*Instructions for the task:* Exactly the lines from the opening of the data through the line containing "#[derive(Clone, Copy, Debug, Default, PartialEq, Eq)]" should be reproduced, please, with nothing added.

*Task material:*
+++

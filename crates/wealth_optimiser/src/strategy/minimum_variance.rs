//! Minimum-variance portfolio.

use super::OptimisationStrategy;
use crate::constraints::FeasibleRegion;
use crate::error::OptimisationError;
use crate::problem::OptimisationProblem;
use crate::solver::{maximise_utility, Solution};

/// Lowest-variance feasible portfolio; expected returns are ignored.
#[derive(Clone, Copy, Debug, Default, PartialEq, Eq)]
pub struct MinimumVariance;

impl OptimisationStrategy for MinimumVariance {
    fn name(&self) -> &'static str {
        "minimum_variance"
    }

    fn solve(
        &self,
        problem: &OptimisationProblem,
        region: &FeasibleRegion,
    ) -> Result<Solution, OptimisationError> {
        let zero = vec![0.0; problem.len()];
        Ok(maximise_utility(
            region,
            &zero,
            &problem.covariance,
            1.0,
            &region.starting_point(),
        ))
    }

    /// Portfolio variance.
    fn objective(&self, problem: &OptimisationProblem, weights: &[f64]) -> f64 {
        problem.covariance.quad_form(weights)
    }
}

+++

*Solved exercise:*
filename crates/wealth_optimiser/src/strategy/minimum_variance.rs
//! Minimum-variance portfolio.

use super::OptimisationStrategy;
use crate::constraints::FeasibleRegion;
use crate::error::OptimisationError;
use crate::problem::OptimisationProblem;
use crate::solver::{maximise_utility, Solution};

/// Lowest-variance feasible portfolio; expected returns are ignored.
#[derive(Clone, Copy, Debug, Default, PartialEq, Eq)]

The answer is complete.